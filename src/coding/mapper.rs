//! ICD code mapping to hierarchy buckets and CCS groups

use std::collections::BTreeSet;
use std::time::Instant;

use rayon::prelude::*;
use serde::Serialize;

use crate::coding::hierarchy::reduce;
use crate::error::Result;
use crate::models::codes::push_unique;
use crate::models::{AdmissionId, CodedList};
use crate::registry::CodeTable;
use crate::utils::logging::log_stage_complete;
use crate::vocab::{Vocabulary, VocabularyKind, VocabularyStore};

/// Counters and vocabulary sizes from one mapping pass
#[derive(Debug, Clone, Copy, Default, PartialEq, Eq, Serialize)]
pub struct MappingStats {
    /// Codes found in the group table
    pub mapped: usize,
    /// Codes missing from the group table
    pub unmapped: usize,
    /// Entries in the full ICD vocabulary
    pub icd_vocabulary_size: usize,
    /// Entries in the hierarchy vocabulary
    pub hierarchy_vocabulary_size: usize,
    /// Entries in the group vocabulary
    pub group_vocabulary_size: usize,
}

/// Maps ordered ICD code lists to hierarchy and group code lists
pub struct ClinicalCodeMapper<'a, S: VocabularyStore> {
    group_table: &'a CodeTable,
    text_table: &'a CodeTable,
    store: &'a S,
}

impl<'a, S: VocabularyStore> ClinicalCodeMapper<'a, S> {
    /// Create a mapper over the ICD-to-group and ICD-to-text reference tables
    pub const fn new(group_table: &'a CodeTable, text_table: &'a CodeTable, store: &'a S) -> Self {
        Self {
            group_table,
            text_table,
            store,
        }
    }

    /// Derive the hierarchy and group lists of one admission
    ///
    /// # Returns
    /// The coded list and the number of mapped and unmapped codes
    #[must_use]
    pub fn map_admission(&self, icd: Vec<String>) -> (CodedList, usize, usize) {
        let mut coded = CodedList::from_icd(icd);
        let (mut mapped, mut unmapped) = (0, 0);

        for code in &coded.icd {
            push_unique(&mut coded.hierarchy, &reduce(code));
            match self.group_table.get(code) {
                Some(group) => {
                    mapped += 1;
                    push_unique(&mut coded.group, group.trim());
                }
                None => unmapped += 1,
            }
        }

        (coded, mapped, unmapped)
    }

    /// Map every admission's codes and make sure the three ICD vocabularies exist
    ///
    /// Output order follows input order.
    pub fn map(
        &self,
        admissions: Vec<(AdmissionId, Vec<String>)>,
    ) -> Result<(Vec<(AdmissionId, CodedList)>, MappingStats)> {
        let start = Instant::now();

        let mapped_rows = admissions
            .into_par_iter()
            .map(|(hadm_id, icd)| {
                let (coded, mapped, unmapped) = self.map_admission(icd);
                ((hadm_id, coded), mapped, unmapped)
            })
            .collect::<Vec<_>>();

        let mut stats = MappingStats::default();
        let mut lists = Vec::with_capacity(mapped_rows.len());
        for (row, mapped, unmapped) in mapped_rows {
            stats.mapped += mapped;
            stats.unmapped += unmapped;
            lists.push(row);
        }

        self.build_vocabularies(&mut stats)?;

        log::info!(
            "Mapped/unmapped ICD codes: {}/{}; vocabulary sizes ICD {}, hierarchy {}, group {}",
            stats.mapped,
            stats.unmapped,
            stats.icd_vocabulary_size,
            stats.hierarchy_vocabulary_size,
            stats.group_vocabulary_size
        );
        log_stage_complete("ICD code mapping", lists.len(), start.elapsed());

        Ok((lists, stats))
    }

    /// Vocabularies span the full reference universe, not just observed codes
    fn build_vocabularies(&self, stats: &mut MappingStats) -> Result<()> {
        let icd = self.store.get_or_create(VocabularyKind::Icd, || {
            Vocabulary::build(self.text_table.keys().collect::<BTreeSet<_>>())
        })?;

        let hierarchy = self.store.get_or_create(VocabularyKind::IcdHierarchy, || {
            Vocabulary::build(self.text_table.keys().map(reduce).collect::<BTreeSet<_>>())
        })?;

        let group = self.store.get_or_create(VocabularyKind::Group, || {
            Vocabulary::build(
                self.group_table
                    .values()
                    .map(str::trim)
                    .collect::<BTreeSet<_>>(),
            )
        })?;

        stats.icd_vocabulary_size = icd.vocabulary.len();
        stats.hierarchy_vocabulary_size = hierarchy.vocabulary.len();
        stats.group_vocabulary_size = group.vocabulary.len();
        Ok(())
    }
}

+ + + + + + +

■ **BRIEF**
Say how many lines in the entries above contain the string "keys". Give the number by itself.

■ **ANSWER BOX**
2